## PROBLEM DESCRIPTION
The result must match the data exactly, line for line.

## SOURCE INFORMATION

####

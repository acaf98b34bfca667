//! The canonical in-memory collection of committed notes.

use crate::core::{id, note};
use crate::{Note, PlumeError, Result};
use log::warn;

/// Owns the committed note collection.
///
/// Notes are kept in insertion order; presentation order is always derived by
/// the search pipeline from `updated_at`, never stored. The store guarantees
/// the data-model invariants: unique ids, immutable `created_at`, and a
/// non-empty title after every committed save.
///
/// The store itself does not persist anything. Callers (in practice the
/// [`Workspace`](super::workspace::Workspace)) follow every mutation with a
/// [`Persistence::flush`](super::sync::Persistence::flush).
#[derive(Debug, Default)]
pub struct NoteStore {
    notes: Vec<Note>,
}

impl NoteStore {
    #[must_use]
    pub fn new() -> Self {
        Self::default()
    }

    /// Adopts a hydrated collection, dropping any note whose id repeats an
    /// earlier one so the uniqueness invariant holds even for hand-edited
    /// persisted data.
    #[must_use]
    pub fn from_notes(notes: Vec<Note>) -> Self {
        let mut store = Self {
            notes: Vec::with_capacity(notes.len()),
        };
        for note in notes {
            if store.get(&note.id).is_some() {
                warn!("dropping note with duplicate id {}", note.id);
            } else {
                store.notes.push(note);
            }
        }
        store
    }

    /// Creates a note and returns a copy of it. Always succeeds.
    ///
    /// `title` and `content` default to the placeholder title and the empty
    /// string; a provided title is normalized the same way a save is.
    /// `created_at` and `updated_at` are both set to `now`.
    pub fn create(&mut self, title: Option<&str>, content: Option<&str>, now: i64) -> Note {
        let note = Note {
            id: id::new_id(),
            title: note::normalize_title(title.unwrap_or_default()),
            content: content.unwrap_or_default().to_string(),
            created_at: now,
            updated_at: now,
        };
        self.notes.push(note.clone());
        note
    }

    /// Commits new `title` and `content` to the note identified by `id`.
    ///
    /// The title is trimmed and falls back to the placeholder when empty; the
    /// content is stored verbatim. `updated_at` becomes `now`; `created_at`
    /// is untouched.
    ///
    /// # Errors
    ///
    /// Returns [`PlumeError::NoteNotFound`] if no note has this id.
    pub fn update(&mut self, id: &str, title: &str, content: &str, now: i64) -> Result<Note> {
        let note = self
            .notes
            .iter_mut()
            .find(|n| n.id == id)
            .ok_or_else(|| PlumeError::NoteNotFound(id.to_string()))?;

        note.title = note::normalize_title(title);
        note.content = content.to_string();
        note.updated_at = now;
        Ok(note.clone())
    }

    /// Removes the note if present; reports whether a removal occurred.
    /// Deleting an absent id is a no-op, not an error.
    pub fn delete(&mut self, id: &str) -> bool {
        let before = self.notes.len();
        self.notes.retain(|n| n.id != id);
        self.notes.len() != before
    }

    /// Looks up a single note by id.
    #[must_use]
    pub fn get(&self, id: &str) -> Option<&Note> {
        self.notes.iter().find(|n| n.id == id)
    }

    /// A read-only snapshot of the collection in insertion order.
    #[must_use]
    pub fn list(&self) -> &[Note] {
        &self.notes
    }

    #[must_use]
    pub fn len(&self) -> usize {
        self.notes.len()
    }

    #[must_use]
    pub fn is_empty(&self) -> bool {
        self.notes.is_empty()
    }
}
//! Per-field vector indices.
//!
//! Each semantic field of a bug report gets its own [`FieldIndex`]: an
//! IVFFlat (Inverted File with Flat vectors) structure partitioned by
//! seeded k-means, built once and then frozen. Frozen indices are persisted
//! as memory-mapped artifacts and reloaded without re-embedding.
//!
//! # Architecture
//! - `types`: dimension, score and cluster newtypes plus [`VectorError`]
//! - `clustering`: seeded spherical k-means with K-means++ initialization
//! - `index`: the append-then-freeze index and angular distance
//! - `storage`: binary artifact format

mod clustering;
mod index;
mod storage;
mod types;

pub use clustering::{
    ClusteringError, Partition, SphericalKMeans, cosine_similarity, nearest_centroid,
    normalize_vector, normalize_vector_copy,
};
pub use index::{FieldIndex, IndexParams, MAX_CLUSTERS, Neighbor, angular_distance};
pub use storage::{ARTIFACT_VERSION, ArtifactError, read_index, write_index};
pub use types::{
    ClusterId, MAX_ANGULAR_DISTANCE, Score, VECTOR_DIMENSION_384, VectorDimension, VectorError,
};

####

## WORKED SOLUTION
repository acaf98b34bfca667
//! The canonical in-memory collection of committed notes.

use crate::core::{id, note};
use crate::{Note, PlumeError, Result};
use log::warn;

/// Owns the committed note collection.
///
/// Notes are kept in insertion order; presentation order is always derived by
/// the search pipeline from `updated_at`, never stored. The store guarantees
/// the data-model invariants: unique ids, immutable `created_at`, and a
/// non-empty title after every committed save.
///
/// The store itself does not persist anything. Callers (in practice the
/// [`Workspace`](super::workspace::Workspace)) follow every mutation with a
/// [`Persistence::flush`](super::sync::Persistence::flush).
#[derive(Debug, Default)]
pub struct NoteStore {
    notes: Vec<Note>,
}

impl NoteStore {
    #[must_use]
    pub fn new() -> Self {
        Self::default()
    }

    /// Adopts a hydrated collection, dropping any note whose id repeats an
    /// earlier one so the uniqueness invariant holds even for hand-edited
    /// persisted data.
    #[must_use]
    pub fn from_notes(notes: Vec<Note>) -> Self {
        let mut store = Self {
            notes: Vec::with_capacity(notes.len()),
        };
        for note in notes {
            if store.get(&note.id).is_some() {
                warn!("dropping note with duplicate id {}", note.id);
            } else {
                store.notes.push(note);
            }
        }
        store
    }

    /// Creates a note and returns a copy of it. Always succeeds.
    ///
    /// `title` and `content` default to the placeholder title and the empty
    /// string; a provided title is normalized the same way a save is.
    /// `created_at` and `updated_at` are both set to `now`.
    pub fn create(&mut self, title: Option<&str>, content: Option<&str>, now: i64) -> Note {
        let note = Note {
            id: id::new_id(),
            title: note::normalize_title(title.unwrap_or_default()),
            content: content.unwrap_or_default().to_string(),
            created_at: now,
            updated_at: now,
        };
        self.notes.push(note.clone());
        note
    }

    /// Commits new `title` and `content` to the note identified by `id`.
    ///
    /// The title is trimmed and falls back to the placeholder when empty; the
    /// content is stored verbatim. `updated_at` becomes `now`; `created_at`
    /// is untouched.
    ///
    /// # Errors
    ///
    /// Returns [`PlumeError::NoteNotFound`] if no note has this id.
    pub fn update(&mut self, id: &str, title: &str, content: &str, now: i64) -> Result<Note> {
        let note = self
            .notes
            .iter_mut()
            .find(|n| n.id == id)
            .ok_or_else(|| PlumeError::NoteNotFound(id.to_string()))?;

        note.title = note::normalize_title(title);
        note.content = content.to_string();
        note.updated_at = now;
        Ok(note.clone())
    }

    /// Removes the note if present; reports whether a removal occurred.
    /// Deleting an absent id is a no-op, not an error.
    pub fn delete(&mut self, id: &str) -> bool {
        let before = self.notes.len();
        self.notes.retain(|n| n.id != id);
        self.notes.len() != before
    }

    /// Looks up a single note by id.
    #[must_use]
    pub fn get(&self, id: &str) -> Option<&Note> {
        self.notes.iter().find(|n| n.id == id)
    }

    /// A read-only snapshot of the collection in insertion order.
    #[must_use]
    pub fn list(&self) -> &[Note] {
        &self.notes
    }

    #[must_use]
    pub fn len(&self) -> usize {
        self.notes.len()
    }

    #[must_use]
    pub fn is_empty(&self) -> bool {
        self.notes.is_empty()
    }
}
//! Per-field vector indices.
//!
//! Each semantic field of a bug report gets its own [`FieldIndex`]: an
//! IVFFlat (Inverted File with Flat vectors) structure partitioned by
//! seeded k-means, built once and then frozen. Frozen indices are persisted
//! as memory-mapped artifacts and reloaded without re-embedding.
//!
//! # Architecture
//! - `types`: dimension, score and cluster newtypes plus [`VectorError`]
//! - `clustering`: seeded spherical k-means with K-means++ initialization
//! - `index`: the append-then-freeze index and angular distance
//! - `storage`: binary artifact format

mod clustering;
mod index;
mod storage;
mod types;

pub use clustering::{
    ClusteringError, Partition, SphericalKMeans, cosine_similarity, nearest_centroid,
    normalize_vector, normalize_vector_copy,
};
pub use index::{FieldIndex, IndexParams, MAX_CLUSTERS, Neighbor, angular_distance};
pub use storage::{ARTIFACT_VERSION, ArtifactError, read_index, write_index};
pub use types::{
    ClusterId, MAX_ANGULAR_DISTANCE, Score, VECTOR_DIMENSION_384, VectorDimension, VectorError,
};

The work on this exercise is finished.